## WHAT THE EXERCISE ASKS
Could you please find each line in the records that contains the word "BTreeMap" and copy it?

+++ INPUT

//! Settings and configuration
//!
//! Manager-wide defaults ([`ManagerConfig`]), per-sound playback settings
//! ([`SoundConfig`]) and the read-only snapshot of global parameters handed
//! to sounds when they recompute their playback rate ([`GlobalSettings`]).

use crate::{PolyvoiceError, Result};
use serde::{Deserialize, Serialize};

/// Ratio between two pitches one cent apart (2^(1/1200)).
pub const CENT: f64 = 1.000_577_789_506_554_8;

/// Detune bound in cents applied to the combined (global + per-sound) detune.
pub const MAX_DETUNE_CENTS: f64 = 1200.0;

/// Snapshot of the manager-wide playback parameters.
///
/// Sounds receive this by reference when the manager asks them to
/// recompute their effective rate; they never hold a live alias to the
/// manager's settings.
#[derive(Debug, Clone, Copy, PartialEq)]
pub struct GlobalSettings {
    /// Global mute
    pub mute: bool,
    /// Global volume multiplier (not clamped)
    pub volume: f32,
    /// Global playback speed multiplier
    pub rate: f64,
    /// Global detune in cents
    pub detune: f64,
}

impl Default for GlobalSettings {
    fn default() -> Self {
        Self {
            mute: false,
            volume: 1.0,
            rate: 1.0,
            detune: 0.0,
        }
    }
}

impl From<&ManagerConfig> for GlobalSettings {
    fn from(config: &ManagerConfig) -> Self {
        Self {
            mute: config.mute,
            volume: config.volume,
            rate: config.rate,
            detune: config.detune,
        }
    }
}

/// Initial settings of a [`SoundManager`](crate::SoundManager).
///
/// Every field is optional when deserializing:
///
/// ```
/// use polyvoice::ManagerConfig;
///
/// let cfg = ManagerConfig::from_json(r#"{ "volume": 0.5, "pause_on_blur": false }"#).unwrap();
/// assert_eq!(cfg.volume, 0.5);
/// assert_eq!(cfg.rate, 1.0);
/// assert!(!cfg.pause_on_blur);
/// ```
#[derive(Debug, Clone, PartialEq, Serialize, Deserialize)]
#[serde(default)]
pub struct ManagerConfig {
    /// Start muted
    pub mute: bool,
    /// Initial global volume
    pub volume: f32,
    /// Initial global rate
    pub rate: f64,
    /// Initial global detune in cents
    pub detune: f64,
    /// Pause every sound when the application loses focus
    pub pause_on_blur: bool,
}

impl Default for ManagerConfig {
    fn default() -> Self {
        Self {
            mute: false,
            volume: 1.0,
            rate: 1.0,
            detune: 0.0,
            pause_on_blur: true,
        }
    }
}

impl ManagerConfig {
    /// Parse a configuration from JSON text.
    pub fn from_json(text: &str) -> Result<Self> {
        serde_json::from_str(text).map_err(|e| PolyvoiceError::Config(e.to_string()))
    }

    /// Serialize the configuration as pretty-printed JSON.
    pub fn to_json(&self) -> Result<String> {
        Ok(serde_json::to_string_pretty(self)?)
    }
}

/// Playback settings of a single sound or marker.
///
/// Times are in seconds. How a backend realises each option is up to the
/// backend, but every backend accepts all of them.
#[derive(Debug, Clone, PartialEq, Serialize, Deserialize)]
#[serde(default)]
pub struct SoundConfig {
    /// Per-sound mute
    pub mute: bool,
    /// Per-sound volume multiplier
    pub volume: f32,
    /// Per-sound playback speed multiplier
    pub rate: f64,
    /// Per-sound detune in cents
    pub detune: f64,
    /// Start offset into the sound (or marker) in seconds
    pub seek: f64,
    /// Restart from the beginning when the end is reached
    #[serde(rename = "loop")]
    pub looping: bool,
    /// Delay before playback starts, in seconds
    pub delay: f64,
}

impl Default for SoundConfig {
    fn default() -> Self {
        Self {
            mute: false,
            volume: 1.0,
            rate: 1.0,
            detune: 0.0,
            seek: 0.0,
            looping: false,
            delay: 0.0,
        }
    }
}

impl SoundConfig {
    /// Set the per-sound volume
    pub fn with_volume(mut self, volume: f32) -> Self {
        self.volume = volume;
        self
    }

    /// Set the per-sound mute flag
    pub fn with_mute(mut self, mute: bool) -> Self {
        self.mute = mute;
        self
    }

    /// Set the per-sound rate
    pub fn with_rate(mut self, rate: f64) -> Self {
        self.rate = rate;
        self
    }

    /// Set the per-sound detune (cents)
    pub fn with_detune(mut self, detune: f64) -> Self {
        self.detune = detune;
        self
    }

    /// Set the start offset (seconds)
    pub fn with_seek(mut self, seek: f64) -> Self {
        self.seek = seek;
        self
    }

    /// Enable or disable looping
    pub fn with_loop(mut self, looping: bool) -> Self {
        self.looping = looping;
        self
    }

    /// Set the start delay (seconds)
    pub fn with_delay(mut self, delay: f64) -> Self {
        self.delay = delay;
        self
    }
}
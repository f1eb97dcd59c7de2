//! openconfig-lldp payload schema and raw snapshot files.
//!
//! A snapshot is the collector's output: one verbatim RESTCONF body per
//! hostname. List members (interfaces and neighbors) decode one entry at a
//! time, so a wrongly shaped entry is kept as [`Entry::Invalid`] and only that
//! entry is skipped later.

pub mod normalize;

use std::collections::BTreeMap;
use std::fs;
use std::path::Path;

use serde::de::DeserializeOwned;
use serde::{Deserialize, Deserializer, Serialize, Serializer};
use serde_json::Value;
use tracing::{info, warn};

use crate::error::Result;

pub use normalize::NeighborRecord;

/// Hostname to verbatim RESTCONF response body
pub type RawSnapshot = BTreeMap<String, Value>;

/// One member of a list in the payload.
#[derive(Debug, Clone, PartialEq)]
pub enum Entry<T> {
    Valid(T),
    /// Did not match the schema; the original JSON is kept for re-serialization
    Invalid { raw: Value, error: String },
}

impl<T> Entry<T> {
    pub fn valid(&self) -> Option<&T> {
        match self {
            Entry::Valid(value) => Some(value),
            Entry::Invalid { .. } => None,
        }
    }
}

impl<T: DeserializeOwned> Entry<T> {
    fn from_value(value: Value) -> Self {
        match T::deserialize(&value) {
            Ok(decoded) => Entry::Valid(decoded),
            Err(e) => Entry::Invalid {
                raw: value,
                error: e.to_string(),
            },
        }
    }
}

impl<T: Serialize> Serialize for Entry<T> {
    fn serialize<S: Serializer>(&self, serializer: S) -> std::result::Result<S::Ok, S::Error> {
        match self {
            Entry::Valid(value) => value.serialize(serializer),
            Entry::Invalid { raw, .. } => raw.serialize(serializer),
        }
    }
}

/// Decode a JSON list entry by entry. `null` reads as empty; a non-list value
/// becomes a single invalid entry.
fn entry_list<'de, D, T>(deserializer: D) -> std::result::Result<Vec<Entry<T>>, D::Error>
where
    D: Deserializer<'de>,
    T: DeserializeOwned,
{
    Ok(match Value::deserialize(deserializer)? {
        Value::Null => Vec::new(),
        Value::Array(items) => items.into_iter().map(Entry::from_value).collect(),
        other => vec![Entry::Invalid {
            error: format!("expected a list, found {}", other),
            raw: other,
        }],
    })
}

/// Body of `GET /restconf/data/openconfig-lldp:lldp/interfaces/interface`
#[derive(Debug, Clone, Default, PartialEq, Serialize, Deserialize)]
pub struct LldpPayload {
    #[serde(
        rename = "openconfig-lldp:interface",
        default,
        deserialize_with = "entry_list"
    )]
    pub interfaces: Vec<Entry<LldpInterface>>,
}

#[derive(Debug, Clone, Default, PartialEq, Serialize, Deserialize)]
pub struct LldpInterface {
    #[serde(default, skip_serializing_if = "Option::is_none")]
    pub name: Option<String>,
    /// Absent when the interface has never seen an LLDP neighbor
    #[serde(default, skip_serializing_if = "Option::is_none")]
    pub neighbors: Option<NeighborList>,
}

#[derive(Debug, Clone, Default, PartialEq, Serialize, Deserialize)]
pub struct NeighborList {
    #[serde(default, deserialize_with = "entry_list")]
    pub neighbor: Vec<Entry<LldpNeighbor>>,
}

#[derive(Debug, Clone, Default, PartialEq, Serialize, Deserialize)]
pub struct LldpNeighbor {
    #[serde(default, skip_serializing_if = "Option::is_none")]
    pub id: Option<String>,
    #[serde(default, skip_serializing_if = "Option::is_none")]
    pub state: Option<NeighborState>,
}

/// Remote end of an adjacency as advertised by the neighbor
#[derive(Debug, Clone, Default, PartialEq, Serialize, Deserialize)]
pub struct NeighborState {
    #[serde(rename = "system-name", default, skip_serializing_if = "Option::is_none")]
    pub system_name: Option<String>,
    #[serde(rename = "port-id", default, skip_serializing_if = "Option::is_none")]
    pub port_id: Option<String>,
    #[serde(
        rename = "port-description",
        default,
        skip_serializing_if = "Option::is_none"
    )]
    pub port_description: Option<String>,
    #[serde(rename = "chassis-id", default, skip_serializing_if = "Option::is_none")]
    pub chassis_id: Option<String>,
}

impl LldpInterface {
    /// Neighbor entries, empty when the collection is missing
    pub fn neighbor_entries(&self) -> &[Entry<LldpNeighbor>] {
        self.neighbors
            .as_ref()
            .map(|list| list.neighbor.as_slice())
            .unwrap_or(&[])
    }
}

/// Typed view of a snapshot, containing only devices whose payload decoded.
#[derive(Debug, Clone, Default, PartialEq)]
pub struct LldpSnapshot {
    pub devices: BTreeMap<String, LldpPayload>,
}

impl LldpSnapshot {
    pub fn from_raw(raw: &RawSnapshot) -> Self {
        let mut devices = BTreeMap::new();

        for (hostname, body) in raw {
            match LldpPayload::deserialize(body) {
                Ok(payload) => {
                    devices.insert(hostname.clone(), payload);
                }
                Err(e) => {
                    warn!(device = %hostname, error = %e, "Skipping undecodable LLDP payload")
                }
            }
        }

        Self { devices }
    }

    /// All well-formed neighbor records across every device, in hostname order
    pub fn records(&self) -> impl Iterator<Item = NeighborRecord<'_>> {
        self.devices
            .iter()
            .flat_map(|(hostname, payload)| normalize::neighbor_records(hostname, payload))
    }
}

pub fn load_snapshot(path: &Path) -> Result<RawSnapshot> {
    let content = fs::read_to_string(path)?;
    let raw: RawSnapshot = serde_json::from_str(&content)?;
    info!(path = %path.display(), devices = raw.len(), "Loaded LLDP snapshot");
    Ok(raw)
}

pub fn save_snapshot(path: &Path, raw: &RawSnapshot) -> Result<()> {
    let content = serde_json::to_string_pretty(raw)?;
    fs::write(path, content)?;
    info!(path = %path.display(), devices = raw.len(), "Saved LLDP snapshot");
    Ok(())
}
//! Device connectivity graph built from LLDP neighbor records.
//!
//! The graph is an undirected multigraph: devices are keyed by exact name and
//! every observed adjacency is kept as its own [`Link`], including parallel
//! links and the same cable reported from both ends.

pub mod builder;
pub mod filter;

use std::collections::BTreeMap;

pub use builder::TopologyBuilder;
pub use filter::PrefixFilter;

#[derive(Debug, Clone, PartialEq, Eq, PartialOrd, Ord, Hash)]
pub struct Device {
    pub name: String,
}

/// A device interface
#[derive(Debug, Clone, PartialEq, Eq, PartialOrd, Ord, Hash)]
pub struct Endpoint {
    pub device: String,
    pub port: String,
}

/// One observed adjacency. `local` is the side that reported it.
#[derive(Debug, Clone, PartialEq, Eq, PartialOrd, Ord, Hash)]
pub struct Link {
    pub local: Endpoint,
    pub remote: Endpoint,
}

impl Link {
    /// Human readable port pair, e.g. `Ethernet0 <-> Ethernet48`
    pub fn label(&self) -> String {
        format!("{} <-> {}", self.local.port, self.remote.port)
    }

    pub fn is_self_link(&self) -> bool {
        self.local.device == self.remote.device
    }

    /// True if this link joins `a` and `b`, in either direction
    pub fn connects(&self, a: &str, b: &str) -> bool {
        (self.local.device == a && self.remote.device == b)
            || (self.local.device == b && self.remote.device == a)
    }
}

/// Snapshot graph of devices and the links between them.
#[derive(Debug, Clone, Default)]
pub struct Topology {
    devices: BTreeMap<String, Device>,
    links: Vec<Link>,
}

impl Topology {
    pub fn new() -> Self {
        Self::default()
    }

    /// Add a device if it is not already present. Returns true if it was new.
    pub fn insert_device(&mut self, name: &str) -> bool {
        if self.devices.contains_key(name) {
            return false;
        }
        self.devices.insert(
            name.to_string(),
            Device {
                name: name.to_string(),
            },
        );
        true
    }

    /// Add exactly one link, creating either endpoint device on first sight.
    pub fn insert_link(
        &mut self,
        local_device: &str,
        local_port: &str,
        remote_device: &str,
        remote_port: &str,
    ) {
        self.insert_device(local_device);
        self.insert_device(remote_device);
        self.links.push(Link {
            local: Endpoint {
                device: local_device.to_string(),
                port: local_port.to_string(),
            },
            remote: Endpoint {
                device: remote_device.to_string(),
                port: remote_port.to_string(),
            },
        });
    }

    /// Devices in name order
    pub fn devices(&self) -> impl Iterator<Item = &Device> {
        self.devices.values()
    }

    /// Links in insertion order
    pub fn links(&self) -> &[Link] {
        &self.links
    }

    pub fn contains_device(&self, name: &str) -> bool {
        self.devices.contains_key(name)
    }

    pub fn device_count(&self) -> usize {
        self.devices.len()
    }

    pub fn link_count(&self) -> usize {
        self.links.len()
    }

    pub fn is_empty(&self) -> bool {
        self.devices.is_empty()
    }

    /// Link count per unordered device pair, self-links excluded
    pub fn pair_link_counts(&self) -> BTreeMap<(&str, &str), usize> {
        let mut counts = BTreeMap::new();
        for link in self.links.iter().filter(|link| !link.is_self_link()) {
            let (a, b) = (link.local.device.as_str(), link.remote.device.as_str());
            *counts.entry((a.min(b), a.max(b))).or_insert(0) += 1;
        }
        counts
    }

    /// Links joining `a` and `b` regardless of which side reported them
    #[cfg(test)]
    pub fn links_between<'a>(&'a self, a: &'a str, b: &'a str) -> impl Iterator<Item = &'a Link> {
        self.links.iter().filter(move |link| link.connects(a, b))
    }

    /// Number of links touching `name`. A self-link counts twice.
    pub fn degree(&self, name: &str) -> usize {
        self.links
            .iter()
            .map(|link| {
                usize::from(link.local.device == name) + usize::from(link.remote.device == name)
            })
            .sum()
    }

    /// Returns a copy without devices matching `filter` or any link touching them.
    pub fn filtered(&self, filter: &PrefixFilter) -> Topology {
        if !filter.is_active() {
            return self.clone();
        }

        let devices = self
            .devices
            .iter()
            .filter(|(name, _)| !filter.excludes(name))
            .map(|(name, device)| (name.clone(), device.clone()))
            .collect();
        let links = self
            .links
            .iter()
            .filter(|link| !filter.excludes_link(link))
            .cloned()
            .collect();

        Topology { devices, links }
    }

    fn sorted_links(&self) -> Vec<&Link> {
        let mut links: Vec<&Link> = self.links.iter().collect();
        links.sort();
        links
    }
}

/// Two topologies are equal when they hold the same devices and the same
/// multiset of links; link enumeration order does not matter.
impl PartialEq for Topology {
    fn eq(&self, other: &Self) -> bool {
        self.devices == other.devices
            && self.links.len() == other.links.len()
            && self.sorted_links() == other.sorted_links()
    }
}

impl Eq for Topology {}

++++++

## EXERCISE SOLUTION
use std::collections::BTreeMap;
pub type RawSnapshot = BTreeMap<String, Value>;
    pub devices: BTreeMap<String, LldpPayload>,
        let mut devices = BTreeMap::new();
use std::collections::BTreeMap;
    devices: BTreeMap<String, Device>,
    pub fn pair_link_counts(&self) -> BTreeMap<(&str, &str), usize> {
        let mut counts = BTreeMap::new();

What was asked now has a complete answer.